Spring Break - No Noon Balloon
James Gaherty - Adventures in Seismology: World-wide Exploration of Continental Rifting
Summary: The notion of continental aggregation and breakup are central to our understanding of plate tectonics and the long-term evolution of the Earth. Through the Wilson cycle, continental plates collide, are stable for millions of years, and then rift apart on new plate boundaries. The process of rifting involves a fascinating interplay of plate reorganization, volcanism, and faulting, and modern-day rift zones are important centers of study for understanding volcanic and tectonic deformation and associated natural hazards. In the past year, Lamont seismologists have initiated major field investigations in two global hot-spots of rifting -- along Lake Malawi in eastern Africa, and on the eastern tip of Papua New Guinea. We discuss the challenges and opportunities of field investigations in active rifts, including opportunities for outreach, capacity building, and initial scientific results.
John Templeton - Backbone of the East: A journey through the geology of the Appalachian Trail
Summary: The Appalachian Trail stretches 2175 miles from Maine to Georgia, coming within sight of Manhattan at Bear Mountain State Park. Geology PhD student John Templeton will recount his 2004 southbound thru-hike of this footpath -- over five months, four hurricanes, and three gorgeous seasons of mountain scenery. The geologic history of the East coast shapes the mountain ranges -- from the deeply cut notches of Maine and New Hampshire, down the long ridges of the Alleghenian fold-and-thrust belt, to the highly metamorphosed rocks of the Blue Ridge. Beginning with a visual tour of the trail, set to authentic Appalachian banjo tunes, the talk will move on to both geologic history of the Appalachian Mountains, and the cultural history of the Trail itself.
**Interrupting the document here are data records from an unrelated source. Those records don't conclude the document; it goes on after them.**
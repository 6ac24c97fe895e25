//! Ordered include/exclude filename rules.
//!
//! Rules are written as `+ <glob>` or `- <glob>` (the space is optional).
//! For each path the last matching rule wins; a path that matches no rule
//! is excluded. Globs use shell semantics against the whole relative path,
//! so `*` also crosses `/`.

use glob::{MatchOptions, Pattern};
use std::fmt;

#[derive(Debug, Clone, Copy, PartialEq, Eq)]
pub enum Sign {
    Include,
    Exclude,
}

/// One compiled `+`/`-` rule.
#[derive(Debug, Clone)]
pub struct FilterRule {
    pub sign: Sign,
    pattern: Pattern,
}

impl FilterRule {
    /// Parse a rule such as `+ *.py` or `-tests/*`.
    ///
    /// Errors carry a human readable reason; callers wrap it into a
    /// configuration error naming the linter.
    pub fn parse(rule: &str) -> Result<Self, String> {
        let rule = rule.trim();
        let mut chars = rule.chars();
        let sign = match chars.next() {
            Some('+') => Sign::Include,
            Some('-') => Sign::Exclude,
            _ => return Err("rule must start with '+' or '-'".to_string()),
        };
        let glob = chars.as_str().trim();
        if glob.is_empty() {
            return Err("rule has no pattern".to_string());
        }
        let pattern = Pattern::new(glob).map_err(|e| e.to_string())?;
        Ok(Self { sign, pattern })
    }

    pub fn matches(&self, path: &str) -> bool {
        self.pattern.matches_with(path, MATCH_OPTIONS)
    }

    pub fn pattern(&self) -> &str {
        self.pattern.as_str()
    }
}

impl fmt::Display for FilterRule {
    fn fmt(&self, f: &mut fmt::Formatter<'_>) -> fmt::Result {
        let sign = match self.sign {
            Sign::Include => '+',
            Sign::Exclude => '-',
        };
        write!(f, "{} {}", sign, self.pattern.as_str())
    }
}

const MATCH_OPTIONS: MatchOptions = MatchOptions {
    case_sensitive: true,
    require_literal_separator: false,
    require_literal_leading_dot: false,
};

/// An immutable ordered list of rules.
#[derive(Debug, Clone, Default)]
pub struct FileFilter {
    rules: Vec<FilterRule>,
}

impl FileFilter {
    pub fn new(rules: Vec<FilterRule>) -> Self {
        Self { rules }
    }

    /// Compile textual rules, failing on the first bad one.
    pub fn parse<S: AsRef<str>>(rules: &[S]) -> Result<Self, (String, String)> {
        let rules = rules
            .iter()
            .map(|r| FilterRule::parse(r.as_ref()).map_err(|e| (r.as_ref().to_string(), e)))
            .collect::<Result<Vec<_>, _>>()?;
        Ok(Self { rules })
    }

    pub fn rules(&self) -> &[FilterRule] {
        &self.rules
    }

    /// Outcome for a single path.
    pub fn accepts(&self, path: &str) -> bool {
        self.rules
            .iter()
            .rev()
            .find(|rule| rule.matches(path))
            .is_some_and(|rule| rule.sign == Sign::Include)
    }

    /// Keep the candidates this filter accepts, in input order.
    pub fn select<S: AsRef<str>>(&self, candidates: &[S]) -> Vec<String> {
        candidates
            .iter()
            .map(AsRef::as_ref)
            .filter(|path| self.accepts(path))
            .map(str::to_string)
            .collect()
    }
}

#[cfg(test)]
mod tests {
    use super::*;

    fn filter(rules: &[&str]) -> FileFilter {
        FileFilter::parse(rules).unwrap()
    }

    #[test]
    fn last_matching_rule_wins_and_order_is_kept() {
        let f = filter(&["+*.py", "-test_*.py"]);
        assert_eq!(f.select(&["a.py", "test_a.py", "a.txt"]), vec!["a.py"]);
    }

    #[test]
    fn later_include_overrides_earlier_exclude() {
        let f = filter(&["- tests/*", "+ *.py"]);
        assert_eq!(f.select(&["tests/t.py", "x.py", "tests/data.txt"]), vec!["tests/t.py", "x.py"]);
    }

    #[test]
    fn no_match_means_excluded() {
        let f = filter(&["+ *.yml"]);
        assert!(f.select(&["a.py", "b.yaml"]).is_empty());
        assert!(FileFilter::default().select(&["a.py"]).is_empty());
    }

    #[test]
    fn star_matches_across_directories() {
        let f = filter(&["+ *.py"]);
        assert!(f.accepts("pkg/sub/mod.py"));
        let f = filter(&["+ scripts/*"]);
        assert!(f.accepts("scripts/tools/run"));
        assert!(!f.accepts("other/scripts/run"));
    }

    #[test]
    fn select_is_deterministic() {
        let f = filter(&["+ *", "- *.md"]);
        let input = ["b.rs", "README.md", "a.rs"];
        assert_eq!(f.select(&input), f.select(&input));
        assert_eq!(f.select(&input), vec!["b.rs", "a.rs"]);
    }

    #[test]
    fn rejects_unsigned_and_invalid_rules() {
        assert!(FilterRule::parse("*.py").is_err());
        assert!(FilterRule::parse("+ ").is_err());
        assert!(FilterRule::parse("+ [").is_err());
        let err = FileFilter::parse(&["+ *.py", "oops"]).unwrap_err();
        assert_eq!(err.0, "oops");
    }

    #[test]
    fn display_round_trips_rule_text() {
        assert_eq!(FilterRule::parse("-test_*.py").unwrap().to_string(), "- test_*.py");
    }
}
Greg Mountain - Drilling Holes in the Ocean Floor: What Does That Tell Us About Sea-Level Rise?
Summary: Unless someone finds a place to put glacial meltwater and thermally expanded seawater, people living near shorelines should start getting used to wet feet. But just how fast is sea level rising right now, and how do we know? Were rates and magnitudes of sea-level change different in the past? And why are some shorelines at more risk of drowning than others? Answers to these questions, and others like them, are coming from scientists drilling holes in the ocean floor, peeling back layers of sediment that contain evidence of ancient ups and downs of sea level. In this talk we'll look at the results of recent drilling expeditions and discuss what they can tell us about reading the geologic record and making forecasts about the future.